Congress leader P Chidambaram on Sunday hit out at the Delhi police for naming Communist Party of India (Marxist) Secretary General Sitaram Yechury, Swaraj Abhiyan leader Yogendra Yadav and others as people who had “encouraged” anti-Citizenship Amendment Act protestors, in a supplementary chargesheet filed in the Delhi riots case.

“Delhi Police have brought the criminal justice system to ridicule by naming Mr Sitaram Yechury and many other scholars and activists,” Chidambaram tweeted. “The law cannot be such an ass that, if an accused (Gulfisha Fathima) mentions a name in her statement, that person will be named as an accused in the charge sheet.”
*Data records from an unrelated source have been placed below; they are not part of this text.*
use std::time::Duration;

use derive_more::Display;
use rootcause::prelude::ResultExt;
use rootcause::{Report, report};
use tracing::{error, info};

use crate::{
    config::ReconcileConfig,
    provider::{DnsProvider, RecordUpdate},
    resolver::AddressResolver,
};

#[derive(Debug, Clone, Copy, PartialEq, Eq, Hash, Display)]
pub enum FailureKind {
    #[display("configuration missing")]
    ConfigurationMissing,
    #[display("resolution failed")]
    ResolutionFailed,
    #[display("listing provider records failed")]
    ProviderListFailed,
    #[display("record not found")]
    RecordNotFound,
    #[display("updating provider record failed")]
    ProviderUpdateFailed,
    #[display("run timed out")]
    TimedOut,
}

#[derive(Debug, Clone, PartialEq, Eq, Display)]
pub enum Outcome {
    #[display("unchanged {address}")]
    Unchanged { address: String },
    #[display("updated {previous} -> {address}")]
    Updated { previous: String, address: String },
    #[display("failed: {_0}")]
    Failed(FailureKind),
}

struct Failure {
    kind: FailureKind,
    report: Report,
}

impl Failure {
    fn new(kind: FailureKind, report: Report) -> Self {
        Self { kind, report }
    }
}

/// Brings the managed record in line with the address `probe_hostname`
/// currently resolves to.
///
/// Never fails: every error is logged and folded into [`Outcome::Failed`].
/// At most one update request is sent and nothing is retried.
pub async fn reconcile<R, P>(config: &ReconcileConfig, resolver: &R, provider: &P) -> Outcome
where
    R: AddressResolver + Sync + ?Sized,
    P: DnsProvider + Sync + ?Sized,
{
    settle(config, try_reconcile(config, resolver, provider).await)
}

/// [`reconcile`], abandoned with [`FailureKind::TimedOut`] once `limit` has
/// passed. A dropped run may leave its update request unanswered.
pub async fn reconcile_within<R, P>(
    limit: Duration,
    config: &ReconcileConfig,
    resolver: &R,
    provider: &P,
) -> Outcome
where
    R: AddressResolver + Sync + ?Sized,
    P: DnsProvider + Sync + ?Sized,
{
    match tokio::time::timeout(limit, reconcile(config, resolver, provider)).await {
        Ok(outcome) => outcome,
        Err(_) => settle(
            config,
            Err(Failure::new(
                FailureKind::TimedOut,
                report!("No result after {:?}", limit),
            )),
        ),
    }
}

fn settle(config: &ReconcileConfig, result: Result<Outcome, Failure>) -> Outcome {
    let Failure { kind, report } = match result {
        Ok(outcome) => return outcome,
        Err(failure) => failure,
    };
    match kind {
        FailureKind::ConfigurationMissing => {
            error!(err = %report, "Missing configuration, skipping run")
        }
        FailureKind::ResolutionFailed => error!(
            err = %report,
            hostname = %config.probe_hostname,
            "Could not resolve current public address"
        ),
        FailureKind::ProviderListFailed => error!(
            err = %report,
            record = %config.record_name,
            "Could not fetch current DNS record from provider"
        ),
        FailureKind::RecordNotFound => error!(
            err = %report,
            record = %config.record_name,
            zone = %config.zone_id,
            "DNS record not found"
        ),
        FailureKind::ProviderUpdateFailed => error!(
            err = %report,
            record = %config.record_name,
            "Could not update DNS record"
        ),
        FailureKind::TimedOut => error!(
            err = %report,
            record = %config.record_name,
            "Run did not finish in time, abandoned"
        ),
    }
    Outcome::Failed(kind)
}

async fn try_reconcile<R, P>(
    config: &ReconcileConfig,
    resolver: &R,
    provider: &P,
) -> Result<Outcome, Failure>
where
    R: AddressResolver + Sync + ?Sized,
    P: DnsProvider + Sync + ?Sized,
{
    let missing = config.missing_fields();
    if !missing.is_empty() {
        let report = missing.iter().fold(
            report!("Missing required configuration value"),
            |report, name| report.attach(format!("'{name}' is not set")),
        );
        return Err(Failure::new(FailureKind::ConfigurationMissing, report));
    }

    let Some(address) = resolver
        .resolve(&config.probe_hostname, config.record_type)
        .await
    else {
        return Err(Failure::new(
            FailureKind::ResolutionFailed,
            report!("No {} answer for '{}'", config.record_type, config.probe_hostname),
        ));
    };
    info!(hostname = %config.probe_hostname, address = %address, "Resolved public address");

    let record = provider
        .find_record(&config.zone_id, &config.record_name, config.record_type)
        .await
        .map_err(|e| Failure::new(FailureKind::ProviderListFailed, e))?;

    let Some(record) = record else {
        return Err(Failure::new(
            FailureKind::RecordNotFound,
            report!(
                "No {} record named '{}' in zone '{}'",
                config.record_type,
                config.record_name,
                config.zone_id
            ),
        ));
    };
    info!(record = %config.record_name, address = %record.content, "Current provider address");

    if record.content == address {
        info!(address = %address, "Addresses match, no update required");
        return Ok(Outcome::Unchanged { address });
    }

    info!(
        record = %config.record_name,
        from = %record.content,
        to = %address,
        "Updating DNS record"
    );
    let update = RecordUpdate::replacing(
        &record,
        config.record_type,
        config.record_name.as_str(),
        address.as_str(),
    );
    provider
        .replace_record(&config.zone_id, &record.id, &update)
        .await
        .attach(format!("record: '{}'", config.record_name))
        .attach(format!("new address: '{address}'"))
        .map_err(|e| Failure::new(FailureKind::ProviderUpdateFailed, e))?;

    info!(record = %config.record_name, address = %address, "DNS record updated");
    Ok(Outcome::Updated {
        previous: record.content,
        address,
    })
}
The senior leader raised questions over the police’s procedure in the violence. “Has the Delhi Police forgotten that between Information and Charge Sheet there are important steps called Investigation and Corroboration?” he asked.

Apart from Yechury and Yadav, the police had also named economist Jayati Ghosh, Delhi University professor Apoorvanand and documentary filmmaker Rahul Roy in the case.

Chidambaram praised former Indian Police Service officer Julio Ribeiro for demanding transparency in the inquiry. “I am glad that Mr Julio Ribeiro has upbraided the Delhi Police for its biased handling of the Delhi riots case,” he said. “Will the Delhi Police listen to this iconic police officer?”

Ribeiro had on Saturday written to Delhi Commissioner of Police SN Shrivastava, saying that the police were taking action against “peaceful protesters” while ignoring Bharatiya Janata Party leaders, who made incendiary speeches in the build-up to the large-scale communal violence in in February.

The Delhi Police, on the other hand, said they were trying to establish the “veracity and the genuineness” of Rebeiro’s letter since he had not been in contact with them recently.

Several other Congress leaders had also criticised the Delhi Police’s action. “The BJP has reached new lows in its attempt to suppress peaceful dissent against it policies which have torn the socio-economic-politico fabric of this Nation,” Congress Secretary General KC Venugopal tweeted on Saturday. “The misuse of Delhi Police to choke voices like Sitaram Yechury and others is shameful and highly condemnable.”

Congress leader Jairam Ramesh also expressed solidarity with the politicians and scholars. “This is worse than atrocious,”he said. “I am in full solidarity with those chargesheeted. They are greater deshbhakts [patriots] than the fraudulent ones in power now.”

The Communist Party of India (Marxist) also spoke out against the police. “CPIM Politburo condemns this obnoxious action by the Delhi Police to further the narrative of its political masters and urges the government to desist from such acts of criminalising peaceful political protests,” the party said in a statement.

On Sunday, the police also arrested former Jawaharlal Nehru University student leader Umar Khalid under the Unlawful Activities (Prevention) Act for his alleged role in the North East Delhi riots.

CAA and Delhi violence

The Citizenship Amendment Act, approved by the Parliament on December 11, provides citizenship to refugees from six minority religious communities from Bangladesh, Afghanistan and Pakistan, on the condition that they have lived in India for six years and entered the country by December 31, 2014.

Clashes had broken out between the supporters of the new citizenship law and those opposing it between February 23 and 26 in North East Delhi, killing 53 people and injuring hundreds. The police were accused of either inaction or complicity in some instances of violence, mostly in Muslim neighbourhoods. The violence was the worst Delhi saw since the anti-Sikh riots of 1984.